Write each line again exactly as it is, from the opening line of the records below through the one containing "was queued locally.", and add nothing.

[Start of Attachment]

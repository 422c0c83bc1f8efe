use serde::{Deserialize, Serialize};
use time::Date;

use crate::billing::Charges;

use super::iso_date;

/// A quote handed to the UI after every confirmed submission, whether
/// the bill reached the server or was queued locally.
#[derive(Debug, Clone, Serialize, Deserialize)]
pub struct Receipt {
    /// `RCP-{year}-{bill_id}` for server-confirmed bills,
    /// `OFF-{nnnnnn}` for locally queued ones.
    pub receipt_no: String,
    pub customer_name: String,
    pub zone: String,
    pub meter_number: String,
    pub previous_reading: f64,
    pub current_reading: f64,
    pub consumption: f64,
    pub charges: Charges,
    pub arrears: f64,
    /// Net charges plus arrears; what is owed if paid on time.
    pub total_due: f64,
    /// Projected surcharge if paid after the due date. Display only.
    pub penalty: f64,
    pub penalty_percentage: f64,
    #[serde(with = "iso_date")]
    pub due_date: Date,
    pub reader_name: String,
}

impl Receipt {
    /// Amount owed once the due date has passed.
    pub fn total_after_due(&self) -> f64 {
        self.total_due + self.penalty
    }

    pub fn confirmed_number(year: i32, bill_id: i64) -> String {
        format!("RCP-{year}-{bill_id}")
    }

    /// Offline receipt number: last six digits of the epoch
    /// milliseconds at confirmation time.
    pub fn offline_number(epoch_millis: i128) -> String {
        format!("OFF-{:06}", epoch_millis.rem_euclid(1_000_000))
    }
}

[End of Attachment]

[Written solution]:
repository 422c0c83bc1f8efe
use serde::{Deserialize, Serialize};
use time::Date;

use crate::billing::Charges;

use super::iso_date;

/// A quote handed to the UI after every confirmed submission, whether
/// the bill reached the server or was queued locally.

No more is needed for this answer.